Large Movie Review Dataset.
This is a dataset for binary sentiment classification containing substantially more data than previous benchmark datasets. We provide a set of 25,000 highly polar movie reviews for training, and 25,000 for testing. There is additional unlabeled data for use as well.
{'text': Value(dtype='string', id=None), 'label': ClassLabel(num_classes=2, names=['neg', 'pos'], id=None)}




  0%|          | 0/3 [00:00<?, ?it/s]

In [None]:
from datasets import get_dataset_split_names
print("Split names", get_dataset_split_names(database_name))
dataset

Split names ['train', 'test', 'unsupervised']


DatasetDict({
    train: Dataset({
        features: ['text', 'label'],
        num_rows: 25000
    })
    test: Dataset({
        features: ['text', 'label'],
        num_rows: 25000
    })
    unsupervised: Dataset({
        features: ['text', 'label'],
        num_rows: 50000
    })
})

We can see that this database has 3 splits. The "train" and "test" splits have 25000 rows each and the unsupervised split has 50000 rows.

In [None]:
# To start we are going to split our datasets into 3 differents datasets
train = dataset["train"].to_pandas()
test = dataset["test"].to_pandas()
supervised = pd.concat([train, test])

# Then we will have a look on the 
print("Test values count : {0}".format(len(test)))
print("Train values count : {0}".format(len(train)))
supervised["label"].value_counts()

Test values count : 25000
Train values count : 25000


0    25000
1    25000
Name: label, dtype: int64

Let's now have a look on our dataframe and our data 

In [None]:
supervised.head()

Unnamed: 0,text,label
0,I rented I AM CURIOUS-YELLOW from my video sto...,0
1,"""I Am Curious: Yellow"" is a risible and preten...",0
2,If only to avoid making this type of film in t...,0
3,This film was probably inspired by Godard's Ma...,0
4,"Oh, brother...after hearing about this ridicul...",0


We can see that there are as many positive as negative reviews in the supervised split.Indeed, each class has 25000 occurrences.

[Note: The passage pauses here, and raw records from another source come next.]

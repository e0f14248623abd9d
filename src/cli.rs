//! command line surface: global flags + one subcommand per dashboard action

use clap::{Parser, Subcommand};
use std::path::PathBuf;

use airplug::domain::normalize_sensor_mac;
use airplug::DashboardConfig;

#[derive(Parser, Debug)]
#[command(name = "airplug", version, about = "Manage air-quality sensor to smart-plug automation")]
pub struct Cli {
    /// config file (default: config/airplug.toml, then ../config/airplug.toml)
    #[arg(long, global = true)]
    pub config: Option<PathBuf>,

    /// base url of the dashboard backend
    #[arg(long, global = true, env = "API_BASE_URL")]
    pub api_base_url: Option<String>,

    /// cognito app client id
    #[arg(long, global = true, env = "COGNITO_CLIENT_ID")]
    pub client_id: Option<String>,

    /// cognito region
    #[arg(long, global = true, env = "COGNITO_REGION")]
    pub region: Option<String>,

    #[command(subcommand)]
    pub command: Command,
}

#[derive(Subcommand, Debug)]
pub enum Command {
    /// Sign in and keep the session for later commands
    Login {
        #[arg(long)]
        email: String,
        #[arg(long, env = "AIRPLUG_PASSWORD", hide_env_values = true)]
        password: String,
    },
    /// Forget the stored session
    Logout,
    /// List smart plugs
    Plugs,
    /// List sensors bound to the user
    Sensors {
        #[arg(long)]
        user: Option<String>,
    },
    /// List sensor -> plug mappings
    Mappings {
        #[arg(long)]
        user: Option<String>,
    },
    /// Create or update the mapping for a sensor
    Map {
        #[arg(long, value_parser = parse_sensor_mac)]
        sensor: String,
        #[arg(long)]
        plug: String,
        /// save the mapping with automation switched off
        #[arg(long)]
        disabled: bool,
        #[arg(long)]
        user: Option<String>,
    },
    /// Delete the mapping for a sensor
    Unmap {
        #[arg(long, value_parser = parse_sensor_mac)]
        sensor: String,
    },
    /// Switch a sensor's automation on or off
    Toggle {
        #[arg(long, value_parser = parse_sensor_mac)]
        sensor: String,
        #[arg(long)]
        user: Option<String>,
    },
    /// Download historical readings as CSV
    Download {
        #[arg(long, value_parser = parse_sensor_mac)]
        sensor: String,
        /// epoch seconds, YYYY-MM-DD or ISO-8601
        #[arg(long)]
        start: String,
        #[arg(long)]
        end: String,
        /// output path (default: the filename the backend suggests)
        #[arg(long)]
        out: Option<PathBuf>,
    },
    /// Show the effective configuration
    Config,
}

impl Cli {
    /// flags and env vars win over the config file
    pub fn apply_to(&self, config: &mut DashboardConfig) {
        if let Some(url) = &self.api_base_url {
            config.api.base_url = url.clone();
        }
        if let Some(client_id) = &self.client_id {
            config.auth.client_id = client_id.clone();
        }
        if let Some(region) = &self.region {
            config.auth.region = region.clone();
        }
    }
}

fn parse_sensor_mac(raw: &str) -> Result<String, String> {
    let mac = normalize_sensor_mac(raw);
    if mac.is_empty() {
        return Err("sensor mac must not be empty".to_string());
    }
    Ok(mac)
}

#[cfg(test)]
mod tests {
    use super::*;
    use clap::CommandFactory;

    #[test]
    fn definition_is_consistent() {
        Cli::command().debug_assert();
    }

    #[test]
    fn sensor_argument_is_normalized() {
        let cli = Cli::try_parse_from(["airplug", "unmap", "--sensor", "aa:11"]).unwrap();
        match cli.command {
            Command::Unmap { sensor } => assert_eq!(sensor, "AA11"),
            other => panic!("parsed {other:?}"),
        }
    }

    #[test]
    fn empty_sensor_is_rejected() {
        assert!(Cli::try_parse_from(["airplug", "toggle", "--sensor", " - "]).is_err());
    }

    #[test]
    fn flags_override_config() {
        let cli = Cli::try_parse_from([
            "airplug",
            "--api-base-url",
            "http://127.0.0.1:9",
            "--client-id",
            "abc",
            "plugs",
        ])
        .unwrap();
        let mut config = DashboardConfig::default();
        cli.apply_to(&mut config);
        assert_eq!(config.api.base_url, "http://127.0.0.1:9");
        assert_eq!(config.auth.client_id, "abc");
        assert_eq!(config.auth.region, "us-east-1");
    }
}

Now let's create a Naive Bayes classifier for our dataset.

To do that, we will use a Pipeline that will have 2 parameters : 

- One CountVectorizer to process our data

- Our Naive Bayes which will be a MultinomialNB

In [None]:
# Creating our pipeline 
pipeline = Pipeline([('Vect', CountVectorizer()), ('Mnb', MultinomialNB())])

# Fitting our pipeline on the train data (with the lables as we are doing supervised learning)
pipeline.fit(train['text'], train['label'])

Pipeline(steps=[('Vect', CountVectorizer()), ('Mnb', MultinomialNB())])

In [None]:
# Predicting the results of the test data 
predictions = pipeline.predict(test['text'])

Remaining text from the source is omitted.